◆ Exercise: Of the lines listed below, return exactly those that run from the line containing "slots.iter().filter_map(Weak::upgrade).collect()" through the line containing "bounded by MAX_INDEX_NAME_LEN.", both included.

◆ Data for this task:
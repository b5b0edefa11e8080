use crate::error::IndexError;
use std::{
    cell::RefCell,
    rc::{Rc, Weak},
};

///
/// DataAction
///

#[derive(Clone, Copy, Debug, Eq, Hash, PartialEq)]
pub enum DataAction {
    Add,
    Update,
    Delete,
}

///
/// IndexChange
///
/// Candidate structural change of a unique index, dispatched to listeners
/// before it is committed. `previous` is the key about to disappear and
/// `current` the key about to appear.
///

#[derive(Debug)]
pub struct IndexChange<'a, K> {
    pub index: &'a str,
    pub action: DataAction,
    pub previous: Option<&'a K>,
    pub current: Option<&'a K>,
}

///
/// IndexListener
///
/// Dependent of a unique index. Returning an error vetoes the change; the
/// unique index then leaves its state untouched and hands the error to its
/// caller.
///

pub trait IndexListener<K> {
    fn listener_name(&self) -> &str;

    fn on_index_changing(&self, change: &IndexChange<'_, K>) -> Result<(), IndexError>;
}

///
/// Listeners
///
/// Subscription-ordered set of weak listener handles owned by a unique index.
///

pub(crate) struct Listeners<K> {
    slots: RefCell<Vec<Weak<dyn IndexListener<K>>>>,
}

impl<K> Listeners<K> {
    pub(crate) const fn new() -> Self {
        Self {
            slots: RefCell::new(Vec::new()),
        }
    }

    pub(crate) fn subscribe(&self, listener: Weak<dyn IndexListener<K>>) {
        self.slots.borrow_mut().push(listener);
    }

    /// Number of live listeners.
    pub(crate) fn len(&self) -> usize {
        self.slots
            .borrow()
            .iter()
            .filter(|slot| slot.strong_count() > 0)
            .count()
    }

    /// Dispatch in subscription order, stopping at the first veto.
    pub(crate) fn dispatch(&self, change: &IndexChange<'_, K>) -> Result<(), IndexError> {
        // Upgrade first so no borrow is held while listeners run.
        let live: Vec<Rc<dyn IndexListener<K>>> = {
            let mut slots = self.slots.borrow_mut();
            slots.retain(|slot| slot.strong_count() > 0);
            slots.iter().filter_map(Weak::upgrade).collect()
        };

        for listener in live {
            listener.on_index_changing(change)?;
        }

        Ok(())
    }
}
#![expect(clippy::cast_possible_truncation)]
//! Module: identity
//! Responsibility: validated index naming.
//! Does not own: table naming or row identity.
//!
//! Invariants:
//! - Names are non-empty ASCII identifiers bounded by MAX_INDEX_NAME_LEN.
//! - All construction paths validate invariants.


use crate::MAX_INDEX_NAME_LEN;
use std::fmt::{self, Display};
use thiserror::Error as ThisError;

/// Separator used when composing a name from parts.
pub const INDEX_NAME_SEPARATOR: char = '.';

///
/// IndexNameError
///

#[derive(Clone, Debug, Eq, PartialEq, ThisError)]
pub enum IndexNameError {
    #[error("index name is empty")]
    Empty,

    #[error("index name length {len} exceeds max {max}")]
    TooLong { len: usize, max: usize },

    #[error("index name must be ASCII")]
    NonAscii,

    #[error("index name contains invalid character '{ch}'")]
    InvalidChar { ch: char },
}

///
/// IndexName
///
/// Fixed-buffer index identity. `Copy`, so indices and errors can carry it
/// without allocating.
///

#[derive(Clone, Copy, Eq, Hash, PartialEq, PartialOrd, Ord)]
pub struct IndexName {
    len: u8,
    bytes: [u8; MAX_INDEX_NAME_LEN],
}

impl IndexName {
    /// Validate and construct an index name from one ASCII string.
    pub fn try_from_str(name: &str) -> Result<Self, IndexNameError> {
        // Phase 1: validate user-visible identity constraints.
        let bytes = name.as_bytes();
        let len = bytes.len();

        if len == 0 {
            return Err(IndexNameError::Empty);
        }
        if !bytes.is_ascii() {
            return Err(IndexNameError::NonAscii);
        }
        if len > MAX_INDEX_NAME_LEN {
            return Err(IndexNameError::TooLong {
                len,
                max: MAX_INDEX_NAME_LEN,
            });
        }
        if let Some(&b) = bytes.iter().find(|&&b| !is_name_byte(b)) {
            return Err(IndexNameError::InvalidChar { ch: char::from(b) });
        }

        // Phase 2: write into fixed-size canonical storage.
        let mut out = [0u8; MAX_INDEX_NAME_LEN];
        out[..len].copy_from_slice(bytes);

        Ok(Self {
            len: len as u8,
            bytes: out,
        })
    }

    /// Compose a name such as `order.customer_id` from a table and its
    /// key columns.
    pub fn try_from_parts(table: &str, columns: &[&str]) -> Result<Self, IndexNameError> {
        let mut name = String::from(table);
        for column in columns {
            name.push(INDEX_NAME_SEPARATOR);
            name.push_str(column);
        }

        Self::try_from_str(&name)
    }

    #[must_use]
    pub const fn len(&self) -> usize {
        self.len as usize
    }

    /// Always `false`: construction rejects empty names. Present only to
    /// pair with `len`.
    #[must_use]
    pub const fn is_empty(&self) -> bool {
        self.len() == 0
    }

    #[must_use]
    /// Borrow raw identity bytes excluding trailing fixed-buffer padding.
    pub fn as_bytes(&self) -> &[u8] {
        &self.bytes[..self.len()]
    }

    #[must_use]
    pub fn as_str(&self) -> &str {
        // Invariant: construction enforces ASCII-only storage.
        std::str::from_utf8(self.as_bytes()).expect("IndexName invariant: ASCII-only storage")
    }
}

const fn is_name_byte(b: u8) -> bool {
    b.is_ascii_alphanumeric() || matches!(b, b'_' | b'-' | b':' | b'.')
}

impl AsRef<str> for IndexName {
    fn as_ref(&self) -> &str {
        self.as_str()
    }
}

impl Display for IndexName {
    fn fmt(&self, f: &mut fmt::Formatter<'_>) -> fmt::Result {
        f.write_str(self.as_str())
    }
}

impl fmt::Debug for IndexName {
    fn fmt(&self, f: &mut fmt::Formatter<'_>) -> fmt::Result {
        write!(f, "IndexName({})", self.as_str())
    }
}
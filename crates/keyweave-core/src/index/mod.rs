//! Module: index
//! Responsibility: unique and foreign indices over externally owned rows.
//! Does not own: row storage, row versioning, or table orchestration.
//!
//! Invariants:
//! - A unique index maps each key to exactly one row id.
//! - Every foreign bucket key exists in the parent unique index.
//! - Foreign buckets are never empty.
//! - A unique key referenced by a child can be neither deleted nor re-keyed.

mod builder;
mod change;
mod foreign;
mod unique;

pub use builder::{ForeignIndexBuilder, UniqueIndexBuilder};
pub use change::{DataAction, IndexChange, IndexListener};
pub use foreign::ForeignIndex;
pub use unique::UniqueIndex;

use crate::{
    error::IndexError,
    row::{Row, RowChange},
};

/// Key extraction function fixed at build time.
pub type KeyFn<R, K> = Box<dyn Fn(&R) -> K>;

/// Membership predicate fixed at build time.
pub type FilterFn<R> = Box<dyn Fn(&R) -> bool>;

///
/// Applied
///
/// What one index operation actually did to the index. A successful call
/// may leave the index untouched, for example when the row is filtered out
/// or was never a member.
///

#[derive(Clone, Copy, Debug, Eq, PartialEq)]
pub enum Applied {
    Unchanged,
    /// The current snapshot's key was inserted.
    Inserted,
    /// The previous snapshot's key was removed.
    Removed,
    /// The previous key was removed and the current key inserted.
    Rekeyed,
}

impl Applied {
    #[must_use]
    pub const fn is_changed(self) -> bool {
        !matches!(self, Self::Unchanged)
    }

    pub(crate) const fn from_parts(removed: bool, inserted: bool) -> Self {
        match (removed, inserted) {
            (false, false) => Self::Unchanged,
            (false, true) => Self::Inserted,
            (true, false) => Self::Removed,
            (true, true) => Self::Rekeyed,
        }
    }
}

///
/// RowIndex
///
/// The per-row mutation surface shared by every index kind, so one row change
/// can be dispatched to all indices of a table.
///

pub trait RowIndex<R: Row> {
    fn index_name(&self) -> &str;

    fn add(&self, row: &R) -> Result<Applied, IndexError>;

    fn remove(&self, row: &R) -> Result<Applied, IndexError>;

    fn update(&self, change: RowChange<'_, R>) -> Result<Applied, IndexError>;
}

◆ Answer section:
            slots.iter().filter_map(Weak::upgrade).collect()
        };

        for listener in live {
            listener.on_index_changing(change)?;
        }

        Ok(())
    }
}
#![expect(clippy::cast_possible_truncation)]
//! Module: identity
//! Responsibility: validated index naming.
//! Does not own: table naming or row identity.
//!
//! Invariants:
//! - Names are non-empty ASCII identifiers bounded by MAX_INDEX_NAME_LEN.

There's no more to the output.